§ **Instructions for the task**
Write out each line of the records that has "RarItem" in it.

§ **Exercise input**
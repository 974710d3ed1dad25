//! Shlink Policy - Link sharing terms and grant decisions.
//!
//! This crate provides:
//! - [`LinkPolicy`] / [`LinkTerms`]: how a package may be claimed (PIN,
//!   claim limit, granted read rights)
//! - [`LinkRegistry`]: owner of every link policy, with atomic claims and
//!   PIN lockout
//! - [`PolicyEngine`]: the ordered evaluator chain (`initialize`, `manage`,
//!   `claim`) that turns a requested access list into a grant
//!
//! # Example
//!
//! ```
//! use shlink_core::{AccessRequestItem, ClientIdentity, RarItem};
//! use shlink_crypto::KeyPair;
//! use shlink_policy::{LinkRegistry, LinkTerms, PolicyContext, PolicyEngine};
//!
//! let registry = LinkRegistry::in_memory();
//! registry
//!     .put("pkg", LinkTerms {
//!         pin: None,
//!         claim_limit: 1,
//!         granted_access: vec![RarItem::read(["https://example.org/shclinks/k/pkg/data/x.json"])],
//!     })
//!     .unwrap();
//!
//! let bob = ClientIdentity::from_public_key(KeyPair::generate().export_public_key());
//! let ctx = PolicyContext {
//!     client: &bob,
//!     pin: None,
//!     public_url: "https://example.org",
//!     registry: &registry,
//! };
//!
//! let outcome = PolicyEngine::new()
//!     .evaluate(&[AccessRequestItem::Reference("pkg".into())], &ctx)
//!     .unwrap();
//! assert_eq!(outcome.granted_access.len(), 1);
//! ```

#![deny(unsafe_code)]
#![deny(missing_docs)]
#![deny(clippy::all)]
#![warn(unreachable_pub)]
#![deny(clippy::unwrap_used)]
#![cfg_attr(test, allow(clippy::unwrap_used))]

pub mod prelude;

pub mod engine;
pub mod error;
pub mod links;

pub use engine::{
    EVALUATORS, EngineOutcome, Evaluation, Evaluator, Grant, PolicyContext, PolicyEngine,
    claimed_link_ids,
};
pub use error::{ClaimError, PolicyError, PolicyResult};
pub use links::{
    Claim, DEFAULT_PIN_LOCKOUT_THRESHOLD, LinkPolicy, LinkRegistry,
    LinkTerms,
};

§ **Output below**
//! use shlink_core::{AccessRequestItem, ClientIdentity, RarItem};
//!         granted_access: vec![RarItem::read(["https://example.org/shclinks/k/pkg/data/x.json"])],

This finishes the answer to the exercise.